- Born: August 18, 1881 Madison, Indiana
- Died: March 20, 1969 (aged 88) Louisville, Kentucky
- Resting place: Cave Hill Cemetery
- Education: Hanover College
- Occupations: Businessman and real estate developer

= James Graham Brown =

American businessman and real estate developer

James Graham Brown (August 18, 1881— March 20, 1969) was an American businessman and real estate developer best known as the builder of the Brown Hotel in Louisville, Kentucky and for his philanthropy.
== Early life ==
Born in Madison, Indiana, he moved to Louisville in 1903 and founded, with his brother and father, the W.P. Brown and Sons Lumber Company. Brown also began developing commercial buildings, concentrated around Downtown Louisville, including the Brown Hotel, Brown Theater, Brown Garage, the Commonwealth Building (originally the Martin Brown Building), and Kentucky Towers.

From 1944 until 1947, Brown owned the Newell B. McClaskey House and plantation in Bloomfield, Kentucky.

==Later career==
Brown was still involved with downtown hotel development in the 1960s, as well as suburban developments like the Brown Suburban Hotel, and a 97 acre development on the site of his east end farm which eventually became Baptist Hospital East and the surrounding business and retail center called Breckenridge Square. He served on the board of directors of Churchill Downs for 32 years.

Brown was an opponent of organized labor, once threatening to sell his hotels to the highest bidder if employees organized. Brown would not desegregate his hotel and theater until public accommodation laws forced change. When "Porgy and Bess," which had an all black cast, was playing at the Brown Theatre, local blacks were barred from attending. During the early 1960s, civil rights sit-ins were held in front of the Brown Theatre.

==Philanthropic work==
Later in his life he became active in philanthropy, pledging $1.5 million in 1962 to fund the establishment of the Louisville Zoo. He donated a similar amount to build a student center at his Alma mater, Hanover College. He also donated heavily to the University of Louisville and to various other schools and hospitals. He was also a lifelong supporter of the Boy Scouts of America. Many of these donations were anonymous. He lived in a small suite at his hotel for much of his life.
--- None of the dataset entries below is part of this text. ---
use serde_json::json;

use super::*;

#[test]
fn sizes_and_variants_drive_style() {
    let el = Badge::new("ok", BadgeVariant::Success)
        .size(BadgeSize::Lg)
        .element();
    let style = el.style();
    assert_eq!(style.background, Some(Color::rgb(0x16, 0x65, 0x34)));
    assert_eq!(style.color, Some(Color::rgb(0xbb, 0xf7, 0xd0)));
    assert_eq!(style.font_size, Some(14.0));
    assert_eq!(style.font_weight, Some(500));
    assert_eq!(style.padding, Edges::symmetric(6.0, 12.0));
    assert_eq!(style.border_radius, 8.0);
    assert_eq!(style.border_color, None);
    assert!(matches!(&el.children()[0], Element::Text { content, .. } if content == "ok"));
}

#[test]
fn outline_badges_are_bordered_and_unfilled() {
    let el = Badge::new("draft", BadgeVariant::Outline).element();
    let style = el.style();
    assert_eq!(style.background, Some(Color::TRANSPARENT));
    assert_eq!(style.border_width, 1.0);
    assert_eq!(style.border_color, Some(Color::rgb(0x3f, 0x3f, 0x46)));
    assert_eq!(style.font_size, Some(12.0));
}

#[test]
fn group_and_showcase_layout() {
    let badges = default_showcase_badges();
    let group = badge_group(&badges, 4.0);
    assert_eq!(group.style().flex_direction, FlexDirection::Row);
    assert_eq!(group.style().gap, 4.0);
    assert_eq!(group.children().len(), 3);

    let showcase = badge_showcase(&badges);
    assert_eq!(showcase.style().padding, Edges::all(24.0));
    assert_eq!(showcase.style().background, Some(Color::rgb(0x1a, 0x1a, 0x1a)));
    assert_eq!(showcase.children()[0].style().gap, DEFAULT_BADGE_GAP);
}

#[test]
fn props_use_defaults_and_accept_children_alias() {
    let badge: Badge = serde_json::from_value(json!({"children": "New"})).unwrap();
    assert_eq!(badge, Badge::new("New", BadgeVariant::Default));
    assert_eq!(badge.size, BadgeSize::Md);

    assert!(serde_json::from_value::<Badge>(json!({"text": "x", "variant": "loud"})).is_err());
    assert!(serde_json::from_value::<Badge>(json!({"text": "x", "size": "xl"})).is_err());
}
//! Process-wide font resource.
//!
//! The render pipeline draws all text with one font. It is loaded on first use, shared
//! read-only afterwards, and never reloaded: a failed load stays failed for the life of the
//! process.

use std::path::{Path, PathBuf};
use std::sync::{Arc, LazyLock, OnceLock};

use crate::foundation::error::{CanvasError, CanvasResult};

/// Logical name of the font every render uses.
pub const FONT_NAME: &str = "Inter";
/// Weight of the cached face.
pub const FONT_WEIGHT: u16 = 400;
/// Environment variable overriding the font file.
pub const FONT_ENV: &str = "TERMCANVAS_FONT";

/// Font file shipped next to the crate, when present.
pub fn bundled_font_path() -> PathBuf {
    Path::new(env!("CARGO_MANIFEST_DIR"))
        .join("assets")
        .join("fonts")
        .join("Inter-Regular.ttf")
}

/// Decoded font bytes plus a font database holding only that face.
#[derive(Clone)]
pub struct FontAsset {
    family: String,
    data: Arc<Vec<u8>>,
    fontdb: Arc<usvg::fontdb::Database>,
}

impl std::fmt::Debug for FontAsset {
    fn fmt(&self, f: &mut std::fmt::Formatter<'_>) -> std::fmt::Result {
        f.debug_struct("FontAsset")
            .field("name", &FONT_NAME)
            .field("family", &self.family)
            .field("weight", &FONT_WEIGHT)
            .field("data_len", &self.data.len())
            .finish()
    }
}

impl FontAsset {
    /// Parse `data` as a TrueType/OpenType font.
    pub fn from_bytes(data: Vec<u8>) -> CanvasResult<Self> {
        let data = Arc::new(data);
        let mut db = usvg::fontdb::Database::new();
        db.load_font_source(usvg::fontdb::Source::Binary(data.clone()));
        let family = db
            .faces()
            .next()
            .and_then(|face| face.families.first().map(|(name, _)| name.clone()))
            .ok_or_else(|| CanvasError::font_load("font data contains no usable face"))?;

        Ok(Self {
            family,
            data,
            fontdb: Arc::new(db),
        })
    }

    /// Logical font name (always [`FONT_NAME`]).
    pub fn name(&self) -> &'static str {
        FONT_NAME
    }

    /// Family name recorded in the font data. Vector documents reference the font by this name.
    pub fn family(&self) -> &str {
        &self.family
    }

    /// CSS weight of the cached face.
    pub fn weight(&self) -> u16 {
        FONT_WEIGHT
    }

    /// Raw font bytes.
    pub fn data(&self) -> &[u8] {
        &self.data
    }

    /// Font database used when rasterizing vector documents.
    pub(crate) fn fontdb(&self) -> Arc<usvg::fontdb::Database> {
        self.fontdb.clone()
    }

    /// Unvalidated asset for tests that never shape text.
    #[cfg(test)]
    pub(crate) fn from_raw(family: &str, data: Vec<u8>) -> Self {
        Self {
            family: family.to_owned(),
            data: Arc::new(data),
            fontdb: Arc::new(usvg::fontdb::Database::new()),
        }
    }
}

/// Where the font cache loads its asset from.
#[derive(Clone, Debug, Default, PartialEq, Eq)]
pub enum FontSource {
    /// A specific font file.
    File(PathBuf),
    /// `$TERMCANVAS_FONT`, then the bundled `Inter-Regular.ttf`, then an installed `Inter`
    /// face, then any installed sans-serif face.
    #[default]
    Default,
}

impl FontSource {
    /// Load and validate the font. Performs blocking IO.
    pub fn load(&self) -> CanvasResult<FontAsset> {
        match self {
            Self::File(path) => load_file(path),
            Self::Default => {
                if let Some(path) = std::env::var_os(FONT_ENV) {
                    return load_file(Path::new(&path));
                }
                let bundled = bundled_font_path();
                if bundled.is_file() {
                    return load_file(&bundled);
                }
                load_system()
            }
        }
    }
}

fn load_file(path: &Path) -> CanvasResult<FontAsset> {
    let bytes = std::fs::read(path)
        .map_err(|e| CanvasError::font_load(format!("read '{}': {e}", path.display())))?;
    FontAsset::from_bytes(bytes)
        .map_err(|e| CanvasError::font_load(format!("'{}': {e}", path.display())))
}

fn load_system() -> CanvasResult<FontAsset> {
    let mut db = usvg::fontdb::Database::new();
    db.load_system_fonts();

    let preferred = [
        usvg::fontdb::Family::Name(FONT_NAME),
        usvg::fontdb::Family::SansSerif,
    ];
    let id = preferred
        .iter()
        .find_map(|family| {
            db.query(&usvg::fontdb::Query {
                families: std::slice::from_ref(family),
                weight: usvg::fontdb::Weight(FONT_WEIGHT),
                stretch: usvg::fontdb::Stretch::Normal,
                style: usvg::fontdb::Style::Normal,
            })
        })
        .or_else(|| db.faces().next().map(|f| f.id))
        .ok_or_else(|| {
            CanvasError::font_load(format!(
                "no font found: set {FONT_ENV} or install '{}'",
                bundled_font_path().display()
            ))
        })?;

    let bytes = db
        .with_face_data(id, |data, _index| data.to_vec())
        .ok_or_else(|| CanvasError::font_load("installed font face could not be read"))?;
    FontAsset::from_bytes(bytes)
}

type FontLoader = Box<dyn Fn() -> CanvasResult<FontAsset> + Send + Sync>;

/// Single-flight, load-once font store.
///
/// Concurrent first callers block on one load and all observe the same asset. A failed load is
/// remembered and returned to every later caller.
pub struct FontCache {
    loader: FontLoader,
    slot: OnceLock<Result<FontAsset, String>>,
}

impl std::fmt::Debug for FontCache {
    fn fmt(&self, f: &mut std::fmt::Formatter<'_>) -> std::fmt::Result {
        f.debug_struct("FontCache")
            .field("slot", &self.slot.get())
            .finish_non_exhaustive()
    }
}

static GLOBAL: LazyLock<Arc<FontCache>> =
    LazyLock::new(|| Arc::new(FontCache::new(FontSource::Default)));

impl FontCache {
    /// Cache loading from `source`.
    pub fn new(source: FontSource) -> Self {
        Self::with_loader(move || source.load())
    }

    /// Cache loading with a custom loader.
    pub fn with_loader(loader: impl Fn() -> CanvasResult<FontAsset> + Send + Sync + 'static) -> Self {
        Self {
            loader: Box::new(loader),
            slot: OnceLock::new(),
        }
    }

    /// The process-wide cache used by [`crate::render_to_bytes`] and friends.
    pub fn global() -> Arc<FontCache> {
        GLOBAL.clone()
    }

    /// The font, loading it on the first call.
    pub fn get(&self) -> CanvasResult<FontAsset> {
        let slot = self.slot.get_or_init(|| {
            let started = std::time::Instant::now();
            match (self.loader)() {
                Ok(font) => {
                    tracing::debug!(
                        family = font.family(),
                        bytes = font.data().len(),
                        elapsed_ms = started.elapsed().as_millis() as u64,
                        "font loaded"
                    );
                    Ok(font)
                }
                Err(e) => {
                    tracing::error!(error = %e, "font load failed; rendering is disabled for this process");
                    Err(e.to_string())
                }
            }
        });
        match slot {
            Ok(font) => Ok(font.clone()),
            Err(msg) => Err(CanvasError::font_load(msg.clone())),
        }
    }

    /// `true` once a load has completed (successfully or not).
    pub fn is_settled(&self) -> bool {
        self.slot.get().is_some()
    }
}

/// Font from the process-wide cache.
pub fn get_font() -> CanvasResult<FontAsset> {
    FontCache::global().get()
}

/// Real font for tests that shape text, if this machine has one.
#[cfg(test)]
pub(crate) fn test_font() -> Option<FontAsset> {
    static FONT: OnceLock<Option<FontAsset>> = OnceLock::new();
    FONT.get_or_init(|| FontSource::Default.load().ok()).clone()
}

#[cfg(test)]
#[path = "../../tests/unit/render/font.rs"]
mod tests;
use serde::{Deserialize, Serialize};

use crate::foundation::color::Color;
use crate::foundation::error::{CanvasError, CanvasResult};

/// Font size used when no ancestor sets one.
pub const DEFAULT_FONT_SIZE: f32 = 16.0;
/// Font weight used when no ancestor sets one.
pub const DEFAULT_FONT_WEIGHT: u16 = 400;

#[derive(Clone, Copy, Debug, Default, Serialize, Deserialize, PartialEq, Eq)]
#[serde(rename_all = "lowercase")]
/// Whether a node takes part in layout.
pub enum Display {
    /// Flex container (the only layout model).
    #[default]
    Flex,
    /// Removed from layout and painting.
    None,
}

#[derive(Clone, Copy, Debug, Default, Serialize, Deserialize, PartialEq, Eq)]
#[serde(rename_all = "lowercase")]
/// Main axis of a flex container.
pub enum FlexDirection {
    /// Children flow left to right.
    #[default]
    Row,
    /// Children flow top to bottom.
    Column,
}

#[derive(Clone, Copy, Debug, Serialize, Deserialize, PartialEq, Eq)]
#[serde(rename_all = "kebab-case")]
/// Distribution of children along the main axis.
pub enum JustifyContent {
    /// Pack at the start.
    #[serde(alias = "start")]
    FlexStart,
    /// Pack around the center.
    Center,
    /// Pack at the end.
    #[serde(alias = "end")]
    FlexEnd,
    /// First and last child on the edges, equal space between.
    SpaceBetween,
    /// Equal space around every child.
    SpaceAround,
    /// Equal space between and around children.
    SpaceEvenly,
}

#[derive(Clone, Copy, Debug, Serialize, Deserialize, PartialEq, Eq)]
#[serde(rename_all = "kebab-case")]
/// Placement of children along the cross axis.
pub enum AlignItems {
    /// Fill the cross axis.
    Stretch,
    /// Align to the cross start.
    #[serde(alias = "start")]
    FlexStart,
    /// Center on the cross axis.
    Center,
    /// Align to the cross end.
    #[serde(alias = "end")]
    FlexEnd,
}

/// Per-edge lengths in pixels.
///
/// Deserializes from a single number (all edges) or an object with any of
/// `top`/`right`/`bottom`/`left` (missing edges are zero).
#[derive(Clone, Copy, Debug, Default, Serialize, PartialEq)]
pub struct Edges {
    /// Top edge.
    pub top: f32,
    /// Right edge.
    pub right: f32,
    /// Bottom edge.
    pub bottom: f32,
    /// Left edge.
    pub left: f32,
}

impl Edges {
    /// Same length on every edge.
    pub const fn all(v: f32) -> Self {
        Self {
            top: v,
            right: v,
            bottom: v,
            left: v,
        }
    }

    /// `vertical` on top/bottom, `horizontal` on left/right.
    pub const fn symmetric(vertical: f32, horizontal: f32) -> Self {
        Self {
            top: vertical,
            right: horizontal,
            bottom: vertical,
            left: horizontal,
        }
    }

    fn iter(self) -> [(&'static str, f32); 4] {
        [
            ("top", self.top),
            ("right", self.right),
            ("bottom", self.bottom),
            ("left", self.left),
        ]
    }
}

impl<'de> Deserialize<'de> for Edges {
    fn deserialize<D>(deserializer: D) -> Result<Self, D::Error>
    where
        D: serde::Deserializer<'de>,
    {
        #[derive(Deserialize)]
        #[serde(deny_unknown_fields)]
        struct PerEdge {
            #[serde(default)]
            top: f32,
            #[serde(default)]
            right: f32,
            #[serde(default)]
            bottom: f32,
            #[serde(default)]
            left: f32,
        }

        #[derive(Deserialize)]
        #[serde(untagged)]
        enum Repr {
            Uniform(f32),
            PerEdge(PerEdge),
        }

        Ok(match Repr::deserialize(deserializer)? {
            Repr::Uniform(v) => Self::all(v),
            Repr::PerEdge(e) => Self {
                top: e.top,
                right: e.right,
                bottom: e.bottom,
                left: e.left,
            },
        })
    }
}

/// Strongly typed style attributes of one element.
///
/// `color`, `font_size` and `font_weight` inherit from the parent when unset; every other
/// attribute applies to the element alone.
#[derive(Clone, Debug, Default, Serialize, Deserialize, PartialEq)]
#[serde(rename_all = "camelCase", default, deny_unknown_fields)]
pub struct Style {
    /// Participation in layout.
    pub display: Display,
    /// Main axis for children.
    pub flex_direction: FlexDirection,
    /// Main-axis distribution; `flex-start` when unset.
    #[serde(skip_serializing_if = "Option::is_none")]
    pub justify_content: Option<JustifyContent>,
    /// Cross-axis placement; `stretch` when unset.
    #[serde(skip_serializing_if = "Option::is_none")]
    pub align_items: Option<AlignItems>,
    /// Space between children along both axes.
    pub gap: f32,
    /// Inner spacing.
    pub padding: Edges,
    /// Outer spacing.
    pub margin: Edges,
    /// Fixed border-box width.
    #[serde(skip_serializing_if = "Option::is_none")]
    pub width: Option<f32>,
    /// Fixed border-box height.
    #[serde(skip_serializing_if = "Option::is_none")]
    pub height: Option<f32>,
    /// Share of free main-axis space.
    pub flex_grow: f32,
    /// Shrink factor under overflow; `1` when unset.
    #[serde(skip_serializing_if = "Option::is_none")]
    pub flex_shrink: Option<f32>,
    /// Box fill.
    #[serde(skip_serializing_if = "Option::is_none")]
    pub background: Option<Color>,
    /// Text color (inherited).
    #[serde(skip_serializing_if = "Option::is_none")]
    pub color: Option<Color>,
    /// Text size in pixels (inherited).
    #[serde(skip_serializing_if = "Option::is_none")]
    pub font_size: Option<f32>,
    /// CSS font weight, 100..=900 in steps of 100 (inherited).
    #[serde(skip_serializing_if = "Option::is_none")]
    pub font_weight: Option<u16>,
    /// Border thickness on every edge.
    pub border_width: f32,
    /// Border color; the border is not painted when unset.
    #[serde(skip_serializing_if = "Option::is_none")]
    pub border_color: Option<Color>,
    /// Corner radius.
    pub border_radius: f32,
    /// Opacity of the element and its subtree.
    #[serde(skip_serializing_if = "Option::is_none")]
    pub opacity: Option<f32>,
}

impl Style {
    /// Set [`Style::flex_direction`].
    pub fn direction(mut self, v: FlexDirection) -> Self {
        self.flex_direction = v;
        self
    }

    /// Set [`Style::justify_content`].
    pub fn justify(mut self, v: JustifyContent) -> Self {
        self.justify_content = Some(v);
        self
    }

    /// Set [`Style::align_items`].
    pub fn align(mut self, v: AlignItems) -> Self {
        self.align_items = Some(v);
        self
    }

    /// Set [`Style::gap`].
    pub fn gap(mut self, v: f32) -> Self {
        self.gap = v;
        self
    }

    /// Set [`Style::padding`].
    pub fn padding(mut self, v: Edges) -> Self {
        self.padding = v;
        self
    }

    /// Set [`Style::margin`].
    pub fn margin(mut self, v: Edges) -> Self {
        self.margin = v;
        self
    }

    /// Set [`Style::width`].
    pub fn width(mut self, v: f32) -> Self {
        self.width = Some(v);
        self
    }

    /// Set [`Style::height`].
    pub fn height(mut self, v: f32) -> Self {
        self.height = Some(v);
        self
    }

    /// Set [`Style::background`].
    pub fn background(mut self, v: Color) -> Self {
        self.background = Some(v);
        self
    }

    /// Set [`Style::color`].
    pub fn color(mut self, v: Color) -> Self {
        self.color = Some(v);
        self
    }

    /// Set [`Style::font_size`].
    pub fn font_size(mut self, v: f32) -> Self {
        self.font_size = Some(v);
        self
    }

    /// Set [`Style::font_weight`].
    pub fn font_weight(mut self, v: u16) -> Self {
        self.font_weight = Some(v);
        self
    }

    /// Set a solid border.
    pub fn border(mut self, width: f32, color: Color) -> Self {
        self.border_width = width;
        self.border_color = Some(color);
        self
    }

    /// Set [`Style::border_radius`].
    pub fn radius(mut self, v: f32) -> Self {
        self.border_radius = v;
        self
    }

    /// Set [`Style::opacity`].
    pub fn opacity(mut self, v: f32) -> Self {
        self.opacity = Some(v);
        self
    }

    /// Reject values the layout engine cannot resolve.
    pub fn validate(&self) -> CanvasResult<()> {
        fn non_negative(name: &str, v: f32) -> CanvasResult<()> {
            if !v.is_finite() || v < 0.0 {
                return Err(CanvasError::render(format!(
                    "{name} must be finite and >= 0 (got {v})"
                )));
            }
            Ok(())
        }

        non_negative("gap", self.gap)?;
        non_negative("flexGrow", self.flex_grow)?;
        non_negative("borderWidth", self.border_width)?;
        non_negative("borderRadius", self.border_radius)?;
        for (edge, v) in self.padding.iter() {
            non_negative(&format!("padding.{edge}"), v)?;
        }
        for (edge, v) in self.margin.iter() {
            if !v.is_finite() {
                return Err(CanvasError::render(format!("margin.{edge} must be finite")));
            }
        }
        if let Some(v) = self.width {
            non_negative("width", v)?;
        }
        if let Some(v) = self.height {
            non_negative("height", v)?;
        }
        if let Some(v) = self.flex_shrink {
            non_negative("flexShrink", v)?;
        }
        if let Some(v) = self.font_size
            && (!v.is_finite() || v <= 0.0)
        {
            return Err(CanvasError::render(format!(
                "fontSize must be finite and > 0 (got {v})"
            )));
        }
        if let Some(w) = self.font_weight
            && (!(100..=900).contains(&w) || w % 100 != 0)
        {
            return Err(CanvasError::render(format!(
                "unsupported fontWeight {w} (expected 100..=900 in steps of 100)"
            )));
        }
        if let Some(v) = self.opacity
            && !(0.0..=1.0).contains(&v)
        {
            return Err(CanvasError::render(format!(
                "opacity must be within 0..=1 (got {v})"
            )));
        }
        Ok(())
    }
}

/// Text attributes after inheritance.
#[derive(Clone, Copy, Debug, PartialEq)]
pub struct TextStyle {
    /// Fill color.
    pub color: Color,
    /// Size in pixels.
    pub font_size: f32,
    /// CSS weight.
    pub font_weight: u16,
}

impl Default for TextStyle {
    fn default() -> Self {
        Self {
            color: Color::BLACK,
            font_size: DEFAULT_FONT_SIZE,
            font_weight: DEFAULT_FONT_WEIGHT,
        }
    }
}

impl TextStyle {
    /// Apply the inheritable attributes `style` sets on top of `self`.
    pub fn inherit(self, style: &Style) -> Self {
        Self {
            color: style.color.unwrap_or(self.color),
            font_size: style.font_size.unwrap_or(self.font_size),
            font_weight: style.font_weight.unwrap_or(self.font_weight),
        }
    }
}

#[cfg(test)]
#[path = "../../tests/unit/layout/style.rs"]
mod tests;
At the time of his death, Brown had no heirs, and his estate was estimated to be worth $100 million, making him the wealthiest man in Kentucky at the time. The bulk of the estate was given to a charitable foundation that bore his name. The foundation, which he had created in 1943, has donated to local and state causes over the years, and remains active As of 2020. The current active President and CEO of the foundation As of 2020 is local Louisville resident, Mason Bennett Rummel. The foundation claims $462,816,066 in donations through 2,700 grants so far. Projects the foundation has made key donations to include Louisville Waterfront Park and the University of Louisville's James Graham Brown Cancer Center. An early donation allowed the Kentucky Derby Museum to be created.

==Death and burial==
Brown died of congestive heart failure and was buried in Cave Hill Cemetery.